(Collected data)

##############################

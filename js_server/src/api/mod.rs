//! HTTP/WebSocket API for the game server.
//!
//! # Endpoints
//!
//! - `GET /health` - Server health status
//! - `GET /ws` - WebSocket carrying the game events, see [`websocket`]
//!
//! CORS is configured permissively so a browser client served from another
//! origin can connect.

pub mod websocket;

use axum::{
    Router,
    extract::State,
    http::StatusCode,
    response::{IntoResponse, Json},
    routing::get,
};
use jungle_speed::table::TableHandle;
use serde_json::json;
use tower_http::cors::CorsLayer;

/// Application state shared across all HTTP handlers and WebSocket connections.
#[derive(Clone)]
pub struct AppState {
    pub table: TableHandle,
}

/// Create the API router with all endpoints and middleware.
///
/// # Example
///
/// ```rust,no_run
/// # use js_server::api::{create_router, AppState};
/// # use jungle_speed::table::{TableActor, TableConfig};
/// # async fn example() -> Result<(), Box<dyn std::error::Error>> {
/// let (actor, table) = TableActor::new(TableConfig::default());
/// tokio::spawn(actor.run());
///
/// let app = create_router(AppState { table });
/// let listener = tokio::net::TcpListener::bind("127.0.0.1:3001").await?;
/// axum::serve(listener, app).await?;
/// # Ok(())
/// # }
/// ```
pub fn create_router(state: AppState) -> Router {
    Router::new()
        .route("/health", get(health_check))
        .route("/ws", get(websocket::websocket_handler))
        .layer(CorsLayer::permissive())
        .with_state(state)
}

/// Health check endpoint for monitoring and load balancers.
///
/// Returns `200 OK` while the table actor answers, or `503 Service Unavailable`
/// once it has shut down.
///
/// ```bash
/// curl http://localhost:3001/health
/// # {"status":"healthy","version":"1.0.0","phase":"waiting","players":0,"timestamp":"..."}
/// ```
async fn health_check(State(state): State<AppState>) -> impl IntoResponse {
    match state.table.state().await {
        Ok(view) => (
            StatusCode::OK,
            Json(json!({
                "status": "healthy",
                "version": env!("CARGO_PKG_VERSION"),
                "phase": view.phase,
                "players": view.players.len(),
                "timestamp": chrono::Utc::now().to_rfc3339(),
            })),
        ),
        Err(e) => (
            StatusCode::SERVICE_UNAVAILABLE,
            Json(json!({
                "status": "unhealthy",
                "version": env!("CARGO_PKG_VERSION"),
                "error": e.to_string(),
                "timestamp": chrono::Utc::now().to_rfc3339(),
            })),
        ),
    }
}
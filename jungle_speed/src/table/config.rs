//! Table configuration models.

use serde::{Deserialize, Serialize};
use std::time::Duration;

use crate::game::constants::GRAB_COOLDOWN;

/// Table configuration
#[derive(Debug, Clone, PartialEq, Eq, Serialize, Deserialize)]
pub struct TableConfig {
    /// Table name
    pub name: String,

    /// How long draws stay blocked after a bottle grab
    pub grab_cooldown: Duration,

    /// Capacity of the actor's message inbox
    pub inbox_capacity: usize,
}

impl Default for TableConfig {
    fn default() -> Self {
        Self {
            name: "Jungle".to_string(),
            grab_cooldown: GRAB_COOLDOWN,
            inbox_capacity: 100,
        }
    }
}

impl TableConfig {
    /// Validate configuration
    pub fn validate(&self) -> Result<(), String> {
        if self.name.trim().is_empty() {
            return Err("Table name must not be empty".to_string());
        }

        if self.grab_cooldown.is_zero() {
            return Err("Grab cooldown must be greater than zero".to_string());
        }

        if self.inbox_capacity == 0 {
            return Err("Inbox capacity must be greater than zero".to_string());
        }

        Ok(())
    }
}

#[cfg(test)]
mod tests {
    use super::*;

    #[test]
    fn test_default_config_is_valid() {
        let config = TableConfig::default();
        assert!(config.validate().is_ok());
        assert_eq!(config.grab_cooldown, Duration::from_millis(2000));
    }

    #[test]
    fn test_zero_cooldown_rejected() {
        let config = TableConfig {
            grab_cooldown: Duration::ZERO,
            ..TableConfig::default()
        };
        assert!(config.validate().is_err());
    }

    #[test]
    fn test_blank_name_rejected() {
        let config = TableConfig {
            name: "  ".to_string(),
            ..TableConfig::default()
        };
        assert!(config.validate().is_err());
    }
}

##############################

INSTRUCTIONS TO FOLLOW: The records need to be copied exactly, with no line left out.

EXERCISE RESPONSE:
filename js_server/src/api/mod.rs
//! HTTP/WebSocket API for the game server.
//!
//! # Endpoints
//!
//! - `GET /health` - Server health status
//! - `GET /ws` - WebSocket carrying the game events, see [`websocket`]
//!
//! CORS is configured permissively so a browser client served from another
//! origin can connect.

pub mod websocket;

use axum::{
    Router,
    extract::State,
    http::StatusCode,
    response::{IntoResponse, Json},
    routing::get,
};
use jungle_speed::table::TableHandle;
use serde_json::json;
use tower_http::cors::CorsLayer;

/// Application state shared across all HTTP handlers and WebSocket connections.
#[derive(Clone)]
pub struct AppState {
    pub table: TableHandle,
}

/// Create the API router with all endpoints and middleware.
///
/// # Example
///
/// ```rust,no_run
/// # use js_server::api::{create_router, AppState};
/// # use jungle_speed::table::{TableActor, TableConfig};
/// # async fn example() -> Result<(), Box<dyn std::error::Error>> {
/// let (actor, table) = TableActor::new(TableConfig::default());
/// tokio::spawn(actor.run());
///
/// let app = create_router(AppState { table });
/// let listener = tokio::net::TcpListener::bind("127.0.0.1:3001").await?;
/// axum::serve(listener, app).await?;
/// # Ok(())
/// # }
/// ```
pub fn create_router(state: AppState) -> Router {
    Router::new()
        .route("/health", get(health_check))
        .route("/ws", get(websocket::websocket_handler))
        .layer(CorsLayer::permissive())
        .with_state(state)
}

/// Health check endpoint for monitoring and load balancers.
///
/// Returns `200 OK` while the table actor answers, or `503 Service Unavailable`
/// once it has shut down.
///
/// ```bash
/// curl http://localhost:3001/health
/// # {"status":"healthy","version":"1.0.0","phase":"waiting","players":0,"timestamp":"..."}
/// ```
async fn health_check(State(state): State<AppState>) -> impl IntoResponse {
    match state.table.state().await {
        Ok(view) => (
            StatusCode::OK,
            Json(json!({
                "status": "healthy",
                "version": env!("CARGO_PKG_VERSION"),
                "phase": view.phase,
                "players": view.players.len(),
                "timestamp": chrono::Utc::now().to_rfc3339(),
            })),
        ),
        Err(e) => (
            StatusCode::SERVICE_UNAVAILABLE,
            Json(json!({
                "status": "unhealthy",
                "version": env!("CARGO_PKG_VERSION"),
                "error": e.to_string(),
                "timestamp": chrono::Utc::now().to_rfc3339(),
            })),
        ),
    }
}
filename jungle_speed/src/table/config.rs
//! Table configuration models.

use serde::{Deserialize, Serialize};
use std::time::Duration;

use crate::game::constants::GRAB_COOLDOWN;

/// Table configuration
#[derive(Debug, Clone, PartialEq, Eq, Serialize, Deserialize)]
pub struct TableConfig {
    /// Table name
    pub name: String,

    /// How long draws stay blocked after a bottle grab
    pub grab_cooldown: Duration,

    /// Capacity of the actor's message inbox
    pub inbox_capacity: usize,
}

impl Default for TableConfig {
    fn default() -> Self {
        Self {
            name: "Jungle".to_string(),
            grab_cooldown: GRAB_COOLDOWN,
            inbox_capacity: 100,
        }
    }
}

impl TableConfig {
    /// Validate configuration
    pub fn validate(&self) -> Result<(), String> {
        if self.name.trim().is_empty() {
            return Err("Table name must not be empty".to_string());
        }

        if self.grab_cooldown.is_zero() {
            return Err("Grab cooldown must be greater than zero".to_string());
        }

        if self.inbox_capacity == 0 {
            return Err("Inbox capacity must be greater than zero".to_string());
        }

        Ok(())
    }
}

#[cfg(test)]
mod tests {
    use super::*;

    #[test]
    fn test_default_config_is_valid() {
        let config = TableConfig::default();
        assert!(config.validate().is_ok());
        assert_eq!(config.grab_cooldown, Duration::from_millis(2000));
    }

    #[test]
    fn test_zero_cooldown_rejected() {
        let config = TableConfig {
            grab_cooldown: Duration::ZERO,
            ..TableConfig::default()
        };
        assert!(config.validate().is_err());
    }

    #[test]
    fn test_blank_name_rejected() {
        let config = TableConfig {
            name: "  ".to_string(),
            ..TableConfig::default()
        };
        assert!(config.validate().is_err());
    }
}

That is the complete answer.